Yes patients should undertake a multi-disciplinary approach to their condition where applicable. No they should not choose fusion before an integrated approach, but that means the patient must be integrated into it as well. However, patients will always seek what they want and will pay for it as they feel appropriate.
Am I the only one who sees that pursuing a whole of disease approach places real-world patients with temporal and financial constraints in the awkward position where fusion may become a more logical alternative?
Bad news for neurosurgeons and spine surgeons.
I always wondered how 8 out of their 10 operated patients had good outcomes as stated by some of the neurosurgeons in their letters, when apperently no science is supporting these statements. I must see only the 2 out of 10 in my practice with bad outcomes all the time. Hopefully we will have soon some good science regarding spine surgeries, but that may be bad business for DB 9 and McLaren dealers.
Conservative measures should be the mainstay of therapy for back pain as surgery is not curative. If one segment of the spine is fixed the levels above and below are more effected.
As a radiologist I see so many people with little or short term relief from surgery.
I would recommend a physio specialising in back pain, weight reduction and a graded exercise program.
“Could professor Rosenfeld provide the evidence for chiropractic management of chronic back pain?”
Yes please provide the evidence
Could professor Rosenfeld provide the evidence for chiropractic management of chronic back pain?
In my personal experience spinal fusion (performed by a very experienced surgeon) has been Amazingly effective.

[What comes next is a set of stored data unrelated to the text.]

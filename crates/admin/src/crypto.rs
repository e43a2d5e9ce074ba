//! Symmetric encryption for setting values.
//!
//! Two formats coexist in stored data:
//!
//! - **Authenticated** (`encrypt` / `decrypt`): AES-256-GCM with a 16-byte IV,
//!   encoded as `hex(iv):hex(tag):hex(ciphertext)`.
//! - **Simple** (`simple_encrypt` / `simple_decrypt`): AES-256-CBC with PKCS#7
//!   padding, encoded as `hex(iv):hex(ciphertext)`. This is what the settings
//!   accessor writes.
//!
//! Both derive the key with scrypt (N=2^14, r=8, p=1) from a passphrase and a
//! fixed salt. The passphrase comes from `ENCRYPTION_KEY`, then `JWT_SECRET`,
//! then a hardcoded fallback; the fallback makes every ciphertext readable by
//! anyone who knows the constant, so using it is logged as a warning.
//!
//! Decryption never fails. Values written by older releases may be plain
//! base64 or not encrypted at all, so each decrypt walks
//! versioned format → base64 → input unchanged.

use std::sync::Arc;

use aes::Aes256;
use aes::cipher::block_padding::Pkcs7;
use aes::cipher::{BlockDecryptMut, BlockEncryptMut, KeyIvInit};
use aes_gcm::aead::consts::U16;
use aes_gcm::aead::{AeadInPlace, KeyInit};
use aes_gcm::{AesGcm, Nonce, Tag};
use base64::Engine;
use base64::engine::general_purpose::STANDARD as BASE64;
use rand::RngCore;
use thiserror::Error;

use crate::settings::EnvSource;

/// Fallback passphrase used when neither `ENCRYPTION_KEY` nor `JWT_SECRET`
/// is set.
pub const DEFAULT_PASSPHRASE: &str = "default-key-change-in-production";

const KDF_SALT: &[u8] = b"salt";
const KDF_LOG_N: u8 = 14;
const KDF_R: u32 = 8;
const KDF_P: u32 = 1;
const KEY_LEN: usize = 32;
const IV_LEN: usize = 16;
const TAG_LEN: usize = 16;

type Aes256Gcm16 = AesGcm<Aes256, U16>;
type Aes256CbcEnc = cbc::Encryptor<Aes256>;
type Aes256CbcDec = cbc::Decryptor<Aes256>;

/// Internal failures. Public operations never surface these; they log and
/// fall back instead.
#[derive(Debug, Error)]
pub enum CryptoError {
    #[error("key derivation failed: {0}")]
    KeyDerivation(String),
    #[error("malformed ciphertext: {0}")]
    Malformed(String),
    #[error("cipher operation failed")]
    Cipher,
    #[error("decrypted bytes are not valid UTF-8")]
    Utf8(#[from] std::string::FromUtf8Error),
}

/// Where the encryption passphrase came from.
#[derive(Debug, Clone, Copy, PartialEq, Eq)]
pub enum PassphraseSource {
    EncryptionKey,
    JwtSecret,
    Default,
}

/// Pick the passphrase: `ENCRYPTION_KEY`, then `JWT_SECRET`, then
/// [`DEFAULT_PASSPHRASE`].
pub fn resolve_passphrase(env: &impl EnvSource) -> (String, PassphraseSource) {
    let set = |name: &str| env.var(name).filter(|v| !v.is_empty());

    if let Some(key) = set("ENCRYPTION_KEY") {
        (key, PassphraseSource::EncryptionKey)
    } else if let Some(secret) = set("JWT_SECRET") {
        (secret, PassphraseSource::JwtSecret)
    } else {
        (DEFAULT_PASSPHRASE.to_owned(), PassphraseSource::Default)
    }
}

/// Cipher for setting values, holding the derived key.
///
/// Deriving the scrypt key is deliberately slow, so it happens once at
/// construction and the cipher is cheap to clone afterwards.
#[derive(Clone)]
pub struct SettingsCipher {
    key: Arc<[u8; KEY_LEN]>,
}

impl std::fmt::Debug for SettingsCipher {
    fn fmt(&self, f: &mut std::fmt::Formatter<'_>) -> std::fmt::Result {
        f.debug_struct("SettingsCipher")
            .field("key", &"[REDACTED]")
            .finish()
    }
}

impl SettingsCipher {
    /// Derive the key from an explicit passphrase.
    ///
    /// # Errors
    ///
    /// Returns `CryptoError::KeyDerivation` if scrypt rejects its parameters.
    pub fn from_passphrase(passphrase: &str) -> Result<Self, CryptoError> {
        let params = scrypt::Params::new(KDF_LOG_N, KDF_R, KDF_P, KEY_LEN)
            .map_err(|e| CryptoError::KeyDerivation(e.to_string()))?;

        let mut key = [0u8; KEY_LEN];
        scrypt::scrypt(passphrase.as_bytes(), KDF_SALT, &params, &mut key)
            .map_err(|e| CryptoError::KeyDerivation(e.to_string()))?;

        Ok(Self { key: Arc::new(key) })
    }

    /// Derive the key from the environment (see [`resolve_passphrase`]).
    ///
    /// # Errors
    ///
    /// Returns `CryptoError::KeyDerivation` if scrypt rejects its parameters.
    pub fn from_env(env: &impl EnvSource) -> Result<Self, CryptoError> {
        let (passphrase, source) = resolve_passphrase(env);
        match source {
            PassphraseSource::EncryptionKey => {}
            PassphraseSource::JwtSecret => {
                tracing::info!("ENCRYPTION_KEY not set, deriving settings key from JWT_SECRET");
            }
            PassphraseSource::Default => {
                tracing::warn!(
                    "Neither ENCRYPTION_KEY nor JWT_SECRET is set; encrypted settings use the \
                     built-in default passphrase and are NOT confidential"
                );
            }
        }
        Self::from_passphrase(&passphrase)
    }

    // =========================================================================
    // Authenticated format (AES-256-GCM)
    // =========================================================================

    /// Encrypt with AES-256-GCM, falling back to [`Self::simple_encrypt`].
    #[must_use]
    pub fn encrypt(&self, text: &str) -> String {
        self.try_encrypt_gcm(text).unwrap_or_else(|e| {
            tracing::error!(error = %e, "GCM encryption failed, using simple encryption");
            self.simple_encrypt(text)
        })
    }

    /// Decrypt an authenticated value, falling back to
    /// [`Self::simple_decrypt`] for anything that is not three hex parts or
    /// fails authentication.
    #[must_use]
    pub fn decrypt(&self, data: &str) -> String {
        let parts: Vec<&str> = data.split(':').collect();
        let [iv, tag, ciphertext] = parts.as_slice() else {
            return self.simple_decrypt(data);
        };

        self.try_decrypt_gcm(iv, tag, ciphertext)
            .unwrap_or_else(|e| {
                tracing::debug!(error = %e, "GCM decryption failed, trying simple format");
                self.simple_decrypt(data)
            })
    }

    fn try_encrypt_gcm(&self, text: &str) -> Result<String, CryptoError> {
        let cipher = Aes256Gcm16::new_from_slice(self.key.as_slice())
            .map_err(|_| CryptoError::Cipher)?;

        let iv = random_iv();
        let mut buffer = text.as_bytes().to_vec();
        let tag = cipher
            .encrypt_in_place_detached(Nonce::<U16>::from_slice(&iv), b"", &mut buffer)
            .map_err(|_| CryptoError::Cipher)?;

        Ok(format!(
            "{}:{}:{}",
            hex::encode(iv),
            hex::encode(tag),
            hex::encode(buffer)
        ))
    }

    fn try_decrypt_gcm(&self, iv: &str, tag: &str, ciphertext: &str) -> Result<String, CryptoError> {
        let iv = decode_hex_exact(iv, IV_LEN, "iv")?;
        let tag = decode_hex_exact(tag, TAG_LEN, "auth tag")?;
        let mut buffer =
            hex::decode(ciphertext).map_err(|e| CryptoError::Malformed(e.to_string()))?;

        let cipher = Aes256Gcm16::new_from_slice(self.key.as_slice())
            .map_err(|_| CryptoError::Cipher)?;
        cipher
            .decrypt_in_place_detached(
                Nonce::<U16>::from_slice(&iv),
                b"",
                &mut buffer,
                Tag::<U16>::from_slice(&tag),
            )
            .map_err(|_| CryptoError::Cipher)?;

        Ok(String::from_utf8(buffer)?)
    }

    // =========================================================================
    // Simple format (AES-256-CBC)
    // =========================================================================

    /// Encrypt with AES-256-CBC. Falls back to plain base64 if the cipher
    /// cannot be constructed.
    #[must_use]
    pub fn simple_encrypt(&self, text: &str) -> String {
        let iv = random_iv();
        match Aes256CbcEnc::new_from_slices(self.key.as_slice(), &iv) {
            Ok(cipher) => {
                let ciphertext = cipher.encrypt_padded_vec_mut::<Pkcs7>(text.as_bytes());
                format!("{}:{}", hex::encode(iv), hex::encode(ciphertext))
            }
            Err(e) => {
                tracing::error!(error = %e, "CBC encryption failed, storing base64");
                BASE64.encode(text)
            }
        }
    }

    /// Decrypt a simple-format value.
    ///
    /// Never fails: two hex parts are decrypted with CBC, anything else (or a
    /// failed decryption) is tried as base64, and if that is not valid UTF-8
    /// either the input is returned unchanged.
    #[must_use]
    pub fn simple_decrypt(&self, data: &str) -> String {
        if let Some((iv, ciphertext)) = data.split_once(':')
            && !ciphertext.contains(':')
        {
            match self.try_decrypt_cbc(iv, ciphertext) {
                Ok(plain) => return plain,
                Err(e) => tracing::debug!(error = %e, "CBC decryption failed, trying base64"),
            }
        }
        fallback_decode(data)
    }

    fn try_decrypt_cbc(&self, iv: &str, ciphertext: &str) -> Result<String, CryptoError> {
        let iv = decode_hex_exact(iv, IV_LEN, "iv")?;
        let ciphertext =
            hex::decode(ciphertext).map_err(|e| CryptoError::Malformed(e.to_string()))?;

        let plain = Aes256CbcDec::new_from_slices(self.key.as_slice(), &iv)
            .map_err(|_| CryptoError::Cipher)?
            .decrypt_padded_vec_mut::<Pkcs7>(&ciphertext)
            .map_err(|_| CryptoError::Cipher)?;

        Ok(String::from_utf8(plain)?)
    }
}

/// Last two stages of the decrypt chain: base64, then passthrough.
fn fallback_decode(data: &str) -> String {
    BASE64
        .decode(data)
        .ok()
        .and_then(|bytes| String::from_utf8(bytes).ok())
        .unwrap_or_else(|| data.to_owned())
}

fn random_iv() -> [u8; IV_LEN] {
    let mut iv = [0u8; IV_LEN];
    rand::rng().fill_bytes(&mut iv);
    iv
}

fn decode_hex_exact(value: &str, len: usize, what: &str) -> Result<Vec<u8>, CryptoError> {
    let bytes = hex::decode(value).map_err(|e| CryptoError::Malformed(format!("{what}: {e}")))?;
    if bytes.len() != len {
        return Err(CryptoError::Malformed(format!(
            "{what} must be {len} bytes, got {}",
            bytes.len()
        )));
    }
    Ok(bytes)
}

Prior to being able to obtain this solution I was put through Years of “Other’ treatments includng Physiotherapy, Exercise, Stretching, Cortizone and even 3 x Microdiscectomies before the surgeons would agree to perform a Fusion.
In summary my perception is that surgeons are already extremely careful to offer all sorts of alternatives before surgery so they aren’t accused of not doing so.
In addition I find that many sufferers will not consider surgery due to a perception that the success rates are low.
IMHO low overall international success rates are due to the influence of statistics of surgeons with little experience.
Easy Fix! Remove the item number for Spinal Fusion and replace it with a new number called “Multi-Disciplinary refered spinal surgery. ” The team should have Rehab, pain, psych, physio, clin pharmacology and spine surgeon. This will overcome the problems of self referral bias. Spine surgeons should be offered support to retrain in areas where there is a defined cost / QALY . Some back pain is not fixable!
if spinal canal stenosis surgery is required, the surrounding disc and vertebrae are usually severely compromised and spinal fusion stabilisation is needed.Also chronic disc prolapse in older patients often not suitable for isolated disc surgery
Conservative treatments, physio, acupuncture etc should be tried. If we get 100 people above 40yrs most of them witll show some degree of prolapse disc. That does not mean disc prolapse is the cause.